-- Provided records follows --
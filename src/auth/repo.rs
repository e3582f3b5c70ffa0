use sqlx::PgPool;
use uuid::Uuid;

use super::role::Role;

/// Role lookup. A user without a row is an ordinary customer; a row with
/// an unrecognized value is surfaced as an error instead of being coerced.
pub async fn fetch_role(db: &PgPool, user_id: Uuid) -> anyhow::Result<Role> {
    let row: Option<(String,)> =
        sqlx::query_as("SELECT role FROM user_roles WHERE user_id = $1")
            .bind(user_id)
            .fetch_optional(db)
            .await?;

    match row {
        Some((value,)) => value.parse(),
        None => Ok(Role::User),
    }
}

pub async fn assign_role(db: &PgPool, user_id: Uuid, role: Role) -> anyhow::Result<()> {
    sqlx::query(
        r#"
        INSERT INTO user_roles (user_id, role)
        VALUES ($1, $2)
        ON CONFLICT (user_id) DO UPDATE SET role = EXCLUDED.role
        "#,
    )
    .bind(user_id)
    .bind(role.as_str())
    .execute(db)
    .await?;
    Ok(())
}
-- Provided records concluded --
Would you return, unchanged, the lines from the one containing "ON CONFLICT (user_id)" through the end of the entries?

Result ▸
        ON CONFLICT (user_id) DO UPDATE SET role = EXCLUDED.role
        "#,
    )
    .bind(user_id)
    .bind(role.as_str())
    .execute(db)
    .await?;
    Ok(())
}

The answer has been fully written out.